What you will do -
Among the entries below, find the line with "is only logged.", then quote it and each following line up to and including the line with "impl From<QaEvent> for", and nothing else.

Supplied records -
────────────────────────────────────────
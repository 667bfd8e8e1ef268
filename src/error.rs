//! Unified error handling.

use axum::{
    http::StatusCode,
    response::{IntoResponse, Response},
    Json,
};
use serde::Serialize;
use thiserror::Error;

use crate::domain::aggregates::{OrderError, ProductError};
use crate::domain::value_objects::StatusError;
use crate::store::StoreError;

/// Application-level error. Every variant maps to one HTTP status and one
/// machine-readable code.
#[derive(Debug, Error)]
pub enum ShopError {
    /// Missing identity or insufficient role. There is no separate
    /// unauthenticated class.
    #[error("Forbidden: {0}")]
    Forbidden(String),

    /// Malformed body or a value outside its allowed set.
    #[error("{0}")]
    InvalidInput(String),

    #[error("{0}")]
    NotFound(String),

    #[error("Store error: {0}")]
    Store(#[from] StoreError),
}

#[derive(Debug, Serialize)]
struct ErrorBody {
    message: String,
    code: &'static str,
}

impl ShopError {
    pub fn code(&self) -> &'static str {
        match self {
            Self::Forbidden(_) => "FORBIDDEN",
            Self::InvalidInput(_) => "INVALID_INPUT",
            Self::NotFound(_) => "NOT_FOUND",
            Self::Store(_) => "INTERNAL",
        }
    }

    pub fn status(&self) -> StatusCode {
        match self {
            Self::Forbidden(_) => StatusCode::FORBIDDEN,
            Self::InvalidInput(_) => StatusCode::BAD_REQUEST,
            Self::NotFound(_) => StatusCode::NOT_FOUND,
            Self::Store(_) => StatusCode::INTERNAL_SERVER_ERROR,
        }
    }

    pub fn not_found(entity: &str) -> Self { Self::NotFound(format!("{entity} not found")) }
}

impl IntoResponse for ShopError {
    fn into_response(self) -> Response {
        let status = self.status();
        // Store details stay in the log
        let message = match &self {
            Self::Store(_) => {
                tracing::error!(error = %self, "Request failed");
                "Internal server error".to_string()
            }
            _ => self.to_string(),
        };
        (status, Json(ErrorBody { message, code: self.code() })).into_response()
    }
}

impl From<StatusError> for ShopError {
    fn from(e: StatusError) -> Self { Self::InvalidInput(e.to_string()) }
}

impl From<OrderError> for ShopError {
    fn from(e: OrderError) -> Self { Self::InvalidInput(e.to_string()) }
}

impl From<ProductError> for ShopError {
    fn from(e: ProductError) -> Self { Self::InvalidInput(e.to_string()) }
}

impl From<validator::ValidationErrors> for ShopError {
    fn from(e: validator::ValidationErrors) -> Self { Self::InvalidInput(format!("Invalid request body: {e}")) }
}

pub type Result<T> = std::result::Result<T, ShopError>;
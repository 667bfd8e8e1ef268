//! Domain events
//!
//! Emitted after a state change has been committed. Delivery is best-effort:
//! the store is the source of truth and a failed publish is only logged.

use serde::Serialize;

use crate::domain::value_objects::{ModerationStatus, Money, OrderStatus};

#[derive(Clone, Debug, Serialize)]
#[serde(untagged)]
pub enum DomainEvent {
    Order(OrderEvent),
    Moderation(ModerationEvent),
    Qa(QaEvent),
}

#[derive(Clone, Debug, Serialize)]
#[serde(tag = "event", rename_all = "snake_case")]
pub enum OrderEvent {
    Placed { order_id: String, user_id: String, total: Money },
    StatusChanged { order_id: String, status: OrderStatus },
    Deleted { order_id: String, deleted_line_items: u64 },
    Purged { user_id: String, deleted_orders: u64 },
}

#[derive(Clone, Debug, Serialize)]
#[serde(tag = "event", rename_all = "snake_case")]
pub enum ModerationEvent {
    ReviewStatusChanged { review_id: String, status: ModerationStatus },
    VideoStatusChanged { video_id: String, status: ModerationStatus },
}

#[derive(Clone, Debug, Serialize)]
#[serde(tag = "event", rename_all = "snake_case")]
pub enum QaEvent {
    QuestionAsked { question_id: String, product_id: String },
    Answered { question_id: String, answer_id: String },
}

impl DomainEvent {
    pub fn subject(&self) -> String {
        let (family, name) = match self {
            Self::Order(e) => ("orders", match e {
                OrderEvent::Placed { .. } => "placed",
                OrderEvent::StatusChanged { .. } => "status_changed",
                OrderEvent::Deleted { .. } => "deleted",
                OrderEvent::Purged { .. } => "purged",
            }),
            Self::Moderation(e) => ("moderation", match e {
                ModerationEvent::ReviewStatusChanged { .. } => "review_status_changed",
                ModerationEvent::VideoStatusChanged { .. } => "video_status_changed",
            }),
            Self::Qa(e) => ("qa", match e {
                QaEvent::QuestionAsked { .. } => "question_asked",
                QaEvent::Answered { .. } => "answered",
            }),
        };
        format!("shop.{family}.{name}")
    }
}

impl From<OrderEvent> for DomainEvent {
    fn from(e: OrderEvent) -> Self { Self::Order(e) }
}

impl From<ModerationEvent> for DomainEvent {
    fn from(e: ModerationEvent) -> Self { Self::Moderation(e) }
}

impl From<QaEvent> for DomainEvent {
    fn from(e: QaEvent) -> Self { Self::Qa(e) }
}

/// Publishes domain events to NATS when a client is configured.
#[derive(Clone, Default)]
pub struct EventPublisher {
    nats: Option<async_nats::Client>,
}

impl EventPublisher {
    pub fn new(nats: Option<async_nats::Client>) -> Self { Self { nats } }

    pub fn disabled() -> Self { Self { nats: None } }

    pub fn is_enabled(&self) -> bool { self.nats.is_some() }

    pub async fn publish(&self, event: impl Into<DomainEvent>) {
        let Some(client) = &self.nats else { return };
        let event = event.into();
        let subject = event.subject();
        let payload = match serde_json::to_vec(&event) {
            Ok(p) => p,
            Err(e) => {
                tracing::warn!(%subject, error = %e, "Failed to encode domain event");
                return;
            }
        };
        if let Err(e) = client.publish(subject.clone(), payload.into()).await {
            tracing::warn!(%subject, error = %e, "Failed to publish domain event");
        }
    }
}

#[cfg(test)]
mod tests {
    use super::*;

    #[test]
    fn test_subjects() {
        let e: DomainEvent = OrderEvent::StatusChanged { order_id: "O1".into(), status: OrderStatus::Paid }.into();
        assert_eq!(e.subject(), "shop.orders.status_changed");
        let e: DomainEvent = ModerationEvent::VideoStatusChanged { video_id: "V1".into(), status: ModerationStatus::Approved }.into();
        assert_eq!(e.subject(), "shop.moderation.video_status_changed");
    }

    #[test]
    fn test_payload_shape() {
        let e: DomainEvent = OrderEvent::StatusChanged { order_id: "O1".into(), status: OrderStatus::Canceled }.into();
        let json = serde_json::to_value(&e).unwrap();
        assert_eq!(json["event"], "status_changed");
        assert_eq!(json["order_id"], "O1");
        assert_eq!(json["status"], "CANCELED");
    }

    #[tokio::test]
    async fn test_disabled_publisher_is_noop() {
        let publisher = EventPublisher::disabled();
        assert!(!publisher.is_enabled());
        publisher.publish(QaEvent::Answered { question_id: "Q".into(), answer_id: "A".into() }).await;
    }
}
//! Maintenance endpoints.

use axum::{
    extract::{Path, Query, State},
    Json,
};
use serde::{Deserialize, Serialize};

use super::AppState;
use crate::auth::Admin;
use crate::domain::aggregates::PurgeCounts;
use crate::error::Result;

#[derive(Debug, Default, Deserialize)]
pub struct SourcedPurgeParams {
    pub status: Option<String>,
}

#[derive(Debug, Serialize)]
pub struct SourcedPurgeResponse {
    pub deleted: u64,
}

pub async fn purge_user_orders(State(s): State<AppState>, admin: Admin, Path(user_id): Path<String>) -> Result<Json<PurgeCounts>> {
    Ok(Json(s.maintenance.purge_user_orders(&admin, &user_id).await?))
}

pub async fn purge_sourced_products(
    State(s): State<AppState>,
    admin: Admin,
    Query(p): Query<SourcedPurgeParams>,
) -> Result<Json<SourcedPurgeResponse>> {
    let deleted = s.maintenance.purge_sourced_products(&admin, p.status.as_deref()).await?;
    Ok(Json(SourcedPurgeResponse { deleted }))
}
────────────────────────────────────────
Worked solution -
//! the store is the source of truth and a failed publish is only logged.

use serde::Serialize;

use crate::domain::value_objects::{ModerationStatus, Money, OrderStatus};

#[derive(Clone, Debug, Serialize)]
#[serde(untagged)]
pub enum DomainEvent {
    Order(OrderEvent),
    Moderation(ModerationEvent),
    Qa(QaEvent),
}

#[derive(Clone, Debug, Serialize)]
#[serde(tag = "event", rename_all = "snake_case")]
pub enum OrderEvent {
    Placed { order_id: String, user_id: String, total: Money },
    StatusChanged { order_id: String, status: OrderStatus },
    Deleted { order_id: String, deleted_line_items: u64 },
    Purged { user_id: String, deleted_orders: u64 },
}

#[derive(Clone, Debug, Serialize)]
#[serde(tag = "event", rename_all = "snake_case")]
pub enum ModerationEvent {
    ReviewStatusChanged { review_id: String, status: ModerationStatus },
    VideoStatusChanged { video_id: String, status: ModerationStatus },
}

#[derive(Clone, Debug, Serialize)]
#[serde(tag = "event", rename_all = "snake_case")]
pub enum QaEvent {
    QuestionAsked { question_id: String, product_id: String },
    Answered { question_id: String, answer_id: String },
}

impl DomainEvent {
    pub fn subject(&self) -> String {
        let (family, name) = match self {
            Self::Order(e) => ("orders", match e {
                OrderEvent::Placed { .. } => "placed",
                OrderEvent::StatusChanged { .. } => "status_changed",
                OrderEvent::Deleted { .. } => "deleted",
                OrderEvent::Purged { .. } => "purged",
            }),
            Self::Moderation(e) => ("moderation", match e {
                ModerationEvent::ReviewStatusChanged { .. } => "review_status_changed",
                ModerationEvent::VideoStatusChanged { .. } => "video_status_changed",
            }),
            Self::Qa(e) => ("qa", match e {
                QaEvent::QuestionAsked { .. } => "question_asked",
                QaEvent::Answered { .. } => "answered",
            }),
        };
        format!("shop.{family}.{name}")
    }
}

impl From<OrderEvent> for DomainEvent {
    fn from(e: OrderEvent) -> Self { Self::Order(e) }
}

impl From<ModerationEvent> for DomainEvent {
    fn from(e: ModerationEvent) -> Self { Self::Moderation(e) }
}

impl From<QaEvent> for DomainEvent {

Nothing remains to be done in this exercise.